I had the pleasure of meeting the kind, warm and talented Leslie Connor at the Tucson Festival of the Books. Sadly, we only had a brief time together but it sure made me wish I could call her up and take her out to coffee on a regular basis. I am delighted to host her today for Friend Friday in celebration of her new book, All Rise for the Honorable Perry T. Cook, (Harper Collins/Katherine Tegen).

Leslie Connor
A warm hello! My special thanks to you, Kirby, for inviting me to Friend Friday. (I love it here!)
My stories begin with one small thing that won’t leave me alone. I have said it before; I write what I cannot ignore. The first tiny spore might come from an object, a place, a phrase, or a scene from every day life. My initial fascination cannot be unexplained—and it is best when I don’t know the whole true story. My imagination likes being free to grow it.
My newest title, All Rise for the Honorable Perry T. Cook, is the (unlikely!) story of a boy, born and raised at the (fictional) Blue River Coed Correctional Facility in tiny Surprise, Nebraska. This happens by special arrangement. Perry’s loving mom is a resident on Cell Block C. The warden fosters the boy. All is well, until Perry is discovered by an ambitious district attorney, who pulls him out of Blue River.
The dot in the petri dish for this story was a New York Times article on a long-time inmate at the Bedford Hills Women’s prison. Her story included radicalism, reform, regret, and this surprise: excellence. She was an effective parent to the daughter she’d left on the outside in spite of her incarceration. That became the child-centered element I could not ignore. The situation was rich with themes of guilt, family, love and forgiveness. The story began to grow.
I always have to feed my spores with research. (I had a prison to build and populate.) I read inmate case studies, prison blogs, and a detailed handbook for individuals about to enter prison. I also came across the sad fact that one in twenty-eight school aged children in the United States has a parent who is incarcerated. Many of them don’t have transportation to the facilities on visiting days. That broke my heart.
Eventually, a character named Perry T. Cook came along. He hitched himself to all those snippets of research, and the spore bloomed. His voice was was steady and earnest and thoughtful. I needed him for the leap I was taking; a boy growing up in a prison was a hefty chunk of unrealistic realistic fiction. How was the reader going to trust me? One way: I let my characters rule my heart. I learn what their emotional truth is and sew it to the situation. If I do it well, the reader comes along for the ride.

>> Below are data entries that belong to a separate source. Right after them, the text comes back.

use log::{info, warn};

use crate::config::*;

/// What happened while resolving and highlighting a request.
#[derive(PartialEq, Debug, Clone)]
pub enum Event {
    Resolved {
        subject: String,
        attendance_type: AttendanceType,
        triplet: ColumnTriplet,
    },
    ResolutionFailed {
        subject: String,
        error: AttendanceError,
    },
    Highlighted {
        column: usize,
        marked: usize,
        threshold: f64,
    },
}

/// Receives the events of the engine.
pub trait EventSink {
    fn emit(&self, event: &Event);
}

/// Forwards the events to the `log` facade.
#[derive(Debug, Clone, Copy, Default)]
pub struct LogSink;

impl EventSink for LogSink {
    fn emit(&self, event: &Event) {
        match event {
            Event::Resolved {
                subject,
                attendance_type,
                triplet,
            } => info!(
                "Resolved {} ({}): total={} attended={} percentage={}",
                subject,
                attendance_type.code(),
                triplet.total,
                triplet.attended,
                triplet.percentage
            ),
            Event::ResolutionFailed { subject, error } => {
                warn!("Could not resolve {}: {}", subject, error)
            }
            Event::Highlighted {
                column,
                marked,
                threshold,
            } => info!(
                "Highlighted {} cells below {} in column {}",
                marked, threshold, column
            ),
        }
    }
}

Family is made up of the people who love you. Perry came with an unusual one—the rag-tag residents of the correctional facility. They sprang to life in my writer’s mind after learning exactly who is in our minimum-security prisons. I thought about crimes vs. mistakes. I filled with empathy and sympathy. When the residents share their life stories with Perry (part of the plotline) my emotions informed the telling.

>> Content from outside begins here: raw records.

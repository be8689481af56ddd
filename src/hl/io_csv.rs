// Primitives for reading CSV files.

use std::path::Path;

use attendance_core::Cell;
use log::debug;
use snafu::prelude::*;

use crate::hl::*;

/// Reads all the records of a CSV file. Rows may have different lengths.
pub fn read_csv_rows(path: &Path) -> HlResult<Vec<Vec<Cell>>> {
    let rdr = csv::ReaderBuilder::new()
        .has_headers(false)
        .flexible(true)
        .from_path(path)
        .context(CsvOpenSnafu {
            path: path.display().to_string(),
        })?;

    let mut res: Vec<Vec<Cell>> = Vec::new();
    for (idx, line_r) in rdr.into_records().enumerate() {
        let lineno = idx + 1;
        let line = line_r.context(CsvLineParseSnafu { lineno })?;
        debug!("read_csv_rows: lineno: {:?} row: {:?}", lineno, line);
        res.push(line.iter().map(|s| Cell::Text(s.to_string())).collect());
    }
    Ok(res)
}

Final note: Those ancillary characters were unruly squatters in the petri dish; they wanted to take over with their checkered backstories. Lesson for the writer: Keep a pair of tweezers near that petri dish.

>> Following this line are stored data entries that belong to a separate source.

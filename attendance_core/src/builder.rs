pub use crate::config::*;

use log::debug;

/// A builder for assembling a table one row at a time.
///
/// The first `header_skip_count` rows pushed are dropped, the next one is the header.
///
/// ```
/// use attendance_core::builder::TableBuilder;
/// use attendance_core::Cell;
/// # use attendance_core::AttendanceError;
///
/// let mut builder = TableBuilder::new(1);
/// builder.add_text_row(&["Attendance report, semester 5"]);
/// builder.add_text_row(&["Name", "DBMS", "", ""]);
/// builder.add_text_row(&["Anna", "30", "28", "93.3"]);
/// let table = builder.build()?;
///
/// assert_eq!(table.cell(0, 3), Some(&Cell::Float(93.3)));
/// # Ok::<(), AttendanceError>(())
/// ```
pub struct TableBuilder {
    pub(crate) _header_skip_count: usize,
    pub(crate) _skipped: usize,
    pub(crate) _header: Option<Vec<String>>,
    pub(crate) _rows: Vec<Vec<Cell>>,
}

impl TableBuilder {
    pub fn new(header_skip_count: usize) -> TableBuilder {
        TableBuilder {
            _header_skip_count: header_skip_count,
            _skipped: 0,
            _header: None,
            _rows: Vec::new(),
        }
    }

    /// Adds a row of cells.
    pub fn add_row(&mut self, row: Vec<Cell>) {
        if self._skipped < self._header_skip_count {
            debug!("add_row: skipping metadata row {:?}", row);
            self._skipped += 1;
            return;
        }
        if self._header.is_none() {
            self._header = Some(row.iter().map(|c| c.to_string()).collect());
            return;
        }
        self._rows
            .push(row.into_iter().map(|c| c.normalized()).collect());
    }

    /// Adds a row of raw text cells. Numbers are recognized.
    pub fn add_text_row<S: AsRef<str>>(&mut self, row: &[S]) {
        self.add_row(row.iter().map(|s| Cell::from_text(s.as_ref())).collect())
    }

    /// Builds the table. Fails if there is no header or no data row.
    pub fn build(self) -> Result<Table, AttendanceError> {
        let labels = match self._header {
            Some(h) => h,
            None => return Err(AttendanceError::EmptyTable),
        };
        if self._rows.is_empty() {
            return Err(AttendanceError::EmptyTable);
        }
        let width = self
            ._rows
            .iter()
            .map(|r| r.len())
            .chain(std::iter::once(labels.len()))
            .max()
            .unwrap_or(0);

        let mut labels = labels;
        labels.resize(width, String::new());
        let rows: Vec<Vec<Cell>> = self
            ._rows
            .into_iter()
            .map(|mut r| {
                r.resize(width, Cell::Empty);
                r
            })
            .collect();
        let header = Header::new(&labels);
        debug!(
            "build: {} columns, {} data rows, subjects: {:?}",
            width,
            rows.len(),
            header.subjects()
        );
        Ok(Table { header, rows })
    }
}

#[cfg(test)]
mod tests {
    use super::*;

    fn text_rows(rows: &[&[&str]]) -> Vec<Vec<Cell>> {
        rows.iter()
            .map(|r| r.iter().map(|s| Cell::Text(s.to_string())).collect())
            .collect()
    }

    #[test]
    fn skips_metadata_rows() {
        let rows = text_rows(&[
            &["University"],
            &["Department"],
            &["Name", "DBMS"],
            &["Anna", "71"],
        ]);
        let table = crate::ingest(rows, 2).unwrap();
        assert_eq!(table.header().labels(), &["Name", "DBMS"]);
        assert_eq!(table.rows().len(), 1);
        assert_eq!(table.cell(0, 1), Some(&Cell::Int(71)));
    }

    #[test]
    fn pads_ragged_rows() {
        let rows = text_rows(&[&["Name", "DBMS", "", ""], &["Anna", "30"], &["Bob", "30", "20", "66.7", "x"]]);
        let table = crate::ingest(rows, 0).unwrap();
        assert_eq!(table.width(), 5);
        assert_eq!(table.header().label(4), Some(""));
        assert_eq!(table.cell(0, 3), Some(&Cell::Empty));
        assert_eq!(table.cell(1, 4), Some(&Cell::Text("x".to_string())));
    }

    #[test]
    fn trims_header_labels() {
        let rows = text_rows(&[&["  Name ", " dbms\n"], &["Anna", "12"]]);
        let table = crate::ingest(rows, 0).unwrap();
        assert_eq!(table.header().labels(), &["Name", "dbms"]);
        assert_eq!(table.header().position("DBMS"), Some(1));
    }

    #[test]
    fn empty_after_skip() {
        let rows = text_rows(&[&["a"], &["b"], &["Name", "DBMS"]]);
        assert_eq!(crate::ingest(rows, 2), Err(AttendanceError::EmptyTable));
        assert_eq!(crate::ingest(vec![], 5), Err(AttendanceError::EmptyTable));
    }

    #[test]
    fn keeps_numbers_from_spreadsheets() {
        let rows = vec![
            vec![Cell::Text("Name".to_string()), Cell::Text("TOTAL".to_string())],
            vec![Cell::Text("Anna".to_string()), Cell::Float(59.5)],
        ];
        let table = crate::ingest(rows, 0).unwrap();
        assert_eq!(table.cell(0, 1).and_then(|c| c.as_number()), Some(59.5));
    }
}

As a kid, Leslie was a daydreamer who loved to be upside down in odd places such as the middle of the stairs, which might explain why she went around with a headful of stories, though nobody can be sure about that. She studied visual art in college and is happily surprised to be writing today. Leslie is the genre-hopping author of several award-winning books for children including a picture book, Miss Bridie Chose a Shovel, the middle grade novels, Crunch, and Waiting for Normal, winner of the ALA Schneider Family Book Award. She has written two teen novels, Dead on Town Line and The Things You Kiss Goodbye. Leslie’s newest title, All Rise for the Honorable Perry T. Cook, is for middle grade readers. A diehard Laura Ingalls Wilder fan, she lives with her husband and three rescue dogs in a little house in the (not so) big Connecticut woods.
This might be one of my favorite books of the year, so far! LOVE this thought, Leslie-
“He hitched himself to all those snippets of research, and the spore bloomed.”